**Required work**
The answer should be an exact copy of the data.

**Data extract**
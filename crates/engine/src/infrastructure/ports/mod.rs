//! Port traits for infrastructure boundaries.
//!
//! These are the ONLY abstractions in the engine. Everything else is concrete types.
//! Ports exist for:
//! - The character record and its sub-resources (could swap REST -> in-memory)
//! - Compendium reference data

mod api;
mod error;

pub use api::{ChoiceResolution, CharacterApi, CompendiumApi};
pub use error::ApiError;

#[cfg(test)]
pub use api::{MockCharacterApi, MockCompendiumApi};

**Solution for this exercise**
filename crates/engine/src/infrastructure/ports/mod.rs
//! Port traits for infrastructure boundaries.
//!
//! These are the ONLY abstractions in the engine. Everything else is concrete types.
//! Ports exist for:
//! - The character record and its sub-resources (could swap REST -> in-memory)
//! - Compendium reference data

mod api;
mod error;

pub use api::{ChoiceResolution, CharacterApi, CompendiumApi};
pub use error::ApiError;

#[cfg(test)]
pub use api::{MockCharacterApi, MockCompendiumApi};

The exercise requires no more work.